Vera
se sentia estranhamente ociosa nessa manhã. Tirando o fim de semana que ficava
em casa, o restante da semana era controlado pelo seu ritmo rotineiro de
acordar cedo, tomar café no mesmo horário de sempre, ir para o escritório - tivesse
cliente, audiência ou absolutamente nada - e voltar para casa com Aurélio de
carona. Mas essa semana muitas coisas aconteceram, novidades, surpresas, que
quebraram sua rotina.
Desde
quando ia imaginar que ficaria atraída por um homem que não fosse seu marido?
Desde que reencontrou o velho colega de escola, as coisas deram uma reviravolta
nos seus hábitos.
Vera
terminou com seu café e viu que já passava de nove e meia da manhã. Quando foi
a última vez que fizera isso? Nem se lembrava mais, talvez quando ainda era uma
menininha...
Sozinha
na mesa de jantar, ficou olhando para a cadeira da cabeceira vazia, o lugar que
seu pai sentava e depois de sua morte permaneceu vaga, mas sempre com uma
xícara, um prato, talheres, como se ele ainda estivesse ali com ela. Sua
ausência doía, a saudade era imensa.
"Pai,
precisava tanto que estivesse aqui comigo para me aconselhar... e me dizer quem
é essa tal de Gláucia..."
Com
certeza seu pai sabia. Será que ele falaria alguma coisa se ainda fosse vivo?
Nunca mencionou nada antes, nem ele e nem sua mãe...
Sua
esperança agora era Belinda. Talvez soubesse de algo. Ela trabalhou com eles
durante trinta anos.
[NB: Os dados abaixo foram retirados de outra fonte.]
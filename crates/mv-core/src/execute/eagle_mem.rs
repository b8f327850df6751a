//! Wide-set memory reference handlers.
//!
//! Narrow (`..N..`) forms move 16 bits and sign-extend into the 32-bit
//! accumulator; wide (`..W..`) forms move doublewords; byte forms go
//! through byte pointers and move one byte zero-extended. The 15-bit and
//! 31-bit relative forms both count their displacement from the
//! displacement word, one word past the opcode.

use super::helpers::unimplemented;
use super::Flow;
use crate::decode::{DecodedInstruction, OperandPayload};
use crate::fault::CpuError;
use crate::memory::MemoryBus;
use crate::resolve::{resolve_15bit, resolve_31bit, resolve_byte};
use crate::state::CpuState;

/// Extra PC offset of the wide relative forms.
const DISP_WORD: u32 = 1;

pub fn execute(
    state: &mut CpuState,
    mem: &mut dyn MemoryBus,
    limit: u32,
    instr: &DecodedInstruction,
) -> Result<Flow, CpuError> {
    match (instr.mnemonic, instr.payload) {
        (_, OperandPayload::AccEff15 { ac, ind, mode, disp }) => {
            let ea = resolve_15bit(state, mem, limit, ind, mode, disp, DISP_WORD)?;
            acc_reference(state, mem, instr, usize::from(ac), ea)
        }
        (_, OperandPayload::AccEff31 { ac, ind, mode, disp }) => {
            let ea = resolve_31bit(state, mem, limit, ind, mode, disp, DISP_WORD)?;
            acc_reference(state, mem, instr, usize::from(ac), ea)
        }
        (_, OperandPayload::Eff15 { ind, mode, disp }) => {
            let ea = resolve_15bit(state, mem, limit, ind, mode, disp, DISP_WORD)?;
            modify_test(mem, instr, ea)
        }
        (_, OperandPayload::Eff31 { ind, mode, disp }) => {
            let ea = resolve_31bit(state, mem, limit, ind, mode, disp, DISP_WORD)?;
            modify_test(mem, instr, ea)
        }
        (_, OperandPayload::AccByte16 { ac, mode, disp })
        | (_, OperandPayload::AccByte32 { ac, mode, disp }) => {
            let bp = resolve_byte(state, mode, disp);
            let ac = usize::from(ac);
            match instr.mnemonic {
                "XLDB" | "LLDB" => {
                    state.set_ac(ac, u32::from(mem.read_byte(bp)));
                    Ok(Flow::Advance)
                }
                "XSTB" | "LSTB" => {
                    mem.write_byte(bp, state.ac(ac) as u8);
                    Ok(Flow::Advance)
                }
                _ => Err(unimplemented(instr)),
            }
        }
        _ => Err(unimplemented(instr)),
    }
}

fn acc_reference(
    state: &mut CpuState,
    mem: &mut dyn MemoryBus,
    instr: &DecodedInstruction,
    ac: usize,
    ea: u32,
) -> Result<Flow, CpuError> {
    match instr.mnemonic {
        "XNLDA" | "LNLDA" => {
            state.set_ac(ac, mem.read_word(ea) as i16 as i32 as u32);
            Ok(Flow::Advance)
        }
        "XNSTA" | "LNSTA" => {
            mem.write_word(ea, state.ac(ac) as u16);
            Ok(Flow::Advance)
        }
        "XWLDA" | "LWLDA" => {
            state.set_ac(ac, mem.read_dword(ea));
            Ok(Flow::Advance)
        }
        "XWSTA" | "LWSTA" => {
            mem.write_dword(ea, state.ac(ac));
            Ok(Flow::Advance)
        }
        "XLEF" | "LLEF" => {
            state.set_ac(ac, ea);
            Ok(Flow::Advance)
        }
        _ => Err(unimplemented(instr)),
    }
}

fn modify_test(
    mem: &mut dyn MemoryBus,
    instr: &DecodedInstruction,
    ea: u32,
) -> Result<Flow, CpuError> {
    let value = match instr.mnemonic {
        "XNISZ" | "LNISZ" => mem.read_word(ea).wrapping_add(1),
        "XNDSZ" | "LNDSZ" => mem.read_word(ea).wrapping_sub(1),
        _ => return Err(unimplemented(instr)),
    };
    mem.write_word(ea, value);
    Ok(if value == 0 { Flow::Skip } else { Flow::Advance })
}
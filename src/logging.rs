use tracing_subscriber::{layer::SubscriberExt, util::SubscriberInitExt};

#[derive(Debug, Clone)]
pub struct LoggingConfig {
    pub loki_enabled: bool,
    pub loki_url: Option<String>,
    pub service_name: String,
    pub environment: String,
    pub log_level: String,
}

impl LoggingConfig {
    pub fn from_env() -> Self {
        Self {
            loki_enabled: std::env::var("LOKI_ENABLED")
                .unwrap_or_else(|_| "false".to_string())
                .parse()
                .unwrap_or(false),
            loki_url: std::env::var("LOKI_URL").ok(),
            service_name: std::env::var("SERVICE_NAME")
                .unwrap_or_else(|_| "stockpulse".to_string()),
            environment: std::env::var("ENVIRONMENT")
                .unwrap_or_else(|_| "development".to_string()),
            log_level: std::env::var("RUST_LOG").unwrap_or_else(|_| "info".to_string()),
        }
    }

    pub fn validate(&self) -> Result<(), String> {
        if self.loki_enabled && self.loki_url.is_none() {
            return Err("LOKI_ENABLED is true but LOKI_URL is not set".to_string());
        }
        Ok(())
    }
}

pub fn init_logging(config: LoggingConfig) -> Result<(), Box<dyn std::error::Error>> {
    config.validate()?;

    #[cfg(feature = "loki")]
    {
        if config.loki_enabled {
            if let Some(loki_url) = config.loki_url.clone() {
                return init_with_loki(config, &loki_url);
            }
        }
    }

    init_console_only(config)
}

fn init_console_only(config: LoggingConfig) -> Result<(), Box<dyn std::error::Error>> {
    tracing_subscriber::registry()
        .with(tracing_subscriber::EnvFilter::new(&config.log_level))
        .with(tracing_subscriber::fmt::layer())
        .init();

    Ok(())
}

#[cfg(feature = "loki")]
fn init_with_loki(config: LoggingConfig, loki_url: &str) -> Result<(), Box<dyn std::error::Error>> {
    let url = url::Url::parse(loki_url)?;

    let (loki_layer, task) = tracing_loki::builder()
        .label("service", &config.service_name)?
        .label("environment", &config.environment)?
        .build_url(url)?;

    // Background task ships log batches to Loki.
    tokio::spawn(task);

    tracing_subscriber::registry()
        .with(tracing_subscriber::EnvFilter::new(&config.log_level))
        .with(tracing_subscriber::fmt::layer())
        .with(loki_layer)
        .init();

    tracing::info!("Loki logging initialized at {}", loki_url);

    Ok(())
}
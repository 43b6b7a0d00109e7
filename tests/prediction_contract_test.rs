//! Wire-contract tests for the prediction API.
//!
//! These tests validate the response envelope the frontend consumes:
//! key names, enum spellings, and the arithmetic the API promises.
//! Full request-path tests against the router live beside the app module;
//! handler logic is covered by the service unit tests.

use serde::{Deserialize, Serialize};

#[derive(Debug, Serialize, Deserialize)]
#[serde(rename_all = "camelCase")]
struct PredictionEnvelope {
    success: bool,
    symbol: String,
    current_price: f64,
    predicted_price: f64,
    price_change: f64,
    price_change_percent: f64,
    direction: String,
    confidence: String,
    data_points: u32,
    message: String,
}

fn sample() -> PredictionEnvelope {
    PredictionEnvelope {
        success: true,
        symbol: "TCS".to_string(),
        current_price: 3850.50,
        predicted_price: 3890.12,
        price_change: 39.62,
        price_change_percent: 1.03,
        direction: "UP".to_string(),
        confidence: "Medium".to_string(),
        data_points: 100,
        message: "Prediction based on live market quote".to_string(),
    }
}

#[test]
fn envelope_uses_camel_case_keys() {
    let json = serde_json::to_value(sample()).unwrap();
    let object = json.as_object().unwrap();

    for key in [
        "success",
        "symbol",
        "currentPrice",
        "predictedPrice",
        "priceChange",
        "priceChangePercent",
        "direction",
        "confidence",
        "dataPoints",
        "message",
    ] {
        assert!(object.contains_key(key), "missing key {key}");
    }
    assert_eq!(object.len(), 10);
}

#[test]
fn envelope_round_trips() {
    let json = serde_json::to_string(&sample()).unwrap();
    let back: PredictionEnvelope = serde_json::from_str(&json).unwrap();
    assert_eq!(back.symbol, "TCS");
    assert_eq!(back.current_price, 3850.50);
    assert_eq!(back.direction, "UP");
}

#[test]
fn error_envelope_shape() {
    let error = serde_json::json!({
        "success": false,
        "message": "Stock symbol required",
    });
    assert_eq!(error["success"], false);
    assert_eq!(error["message"], "Stock symbol required");
}

#[test]
fn promised_arithmetic_holds_for_sample() {
    let sample = sample();
    let change = sample.predicted_price - sample.current_price;
    let percent = change / sample.current_price * 100.0;

    assert!((sample.price_change - round2(change)).abs() < 1e-9);
    assert!((sample.price_change_percent - round2(percent)).abs() < 1e-9);
    assert_eq!(sample.direction, if change > 0.0 { "UP" } else { "DOWN" });
}

#[test]
fn direction_zero_change_is_down() {
    let change = 0.0_f64;
    let direction = if change > 0.0 { "UP" } else { "DOWN" };
    assert_eq!(direction, "DOWN");
}

fn round2(value: f64) -> f64 {
    (value * 100.0).round() / 100.0
}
Impossível que não soubesse de algumas particularidades da
sua mãe...
-
Belinda... Prepare-se... - Vera murmurou enquanto esvaziava a xícara de café.
***************
Belinda
estava sentada em um banco de madeira no corredor do hospital estadual Azevedo
Lima. Junto com ela, centenas de pessoas se amontoavam desde cedo. Belinda
ouviu uma criança no colo da mãe chorando, com o braço inchado. Na fileira da
frente um homem apoiava o queixo com a mão direita; o lado esquerdo da sua face
estava inchado e roxo. Uma moça batia no balcão da recepção, gritando do
descaso em relação ao seu pai que estava deitado no banco.
-
Meu pai precisa de um cardiologista, moça! Ele tá passando mal! - A
recepcionista nem olhava para ela. Anotava uma ficha e pedia os documentos do
pobre coitado que respirava com dificuldade. - Esqueci de pegar os documentos,
merda! Ele precisa de um atendimento urgente!!!! A droga do documento pego
depois...
-
Desculpe, é a regra... sem documento...
-
Porra!!!! Meu pai tá morrendo e não pode ser atendido por causa de uma merda de
RG????
No
seu canto, Belinda conferiu na sua bolsa se não tinha esquecido sua identidade.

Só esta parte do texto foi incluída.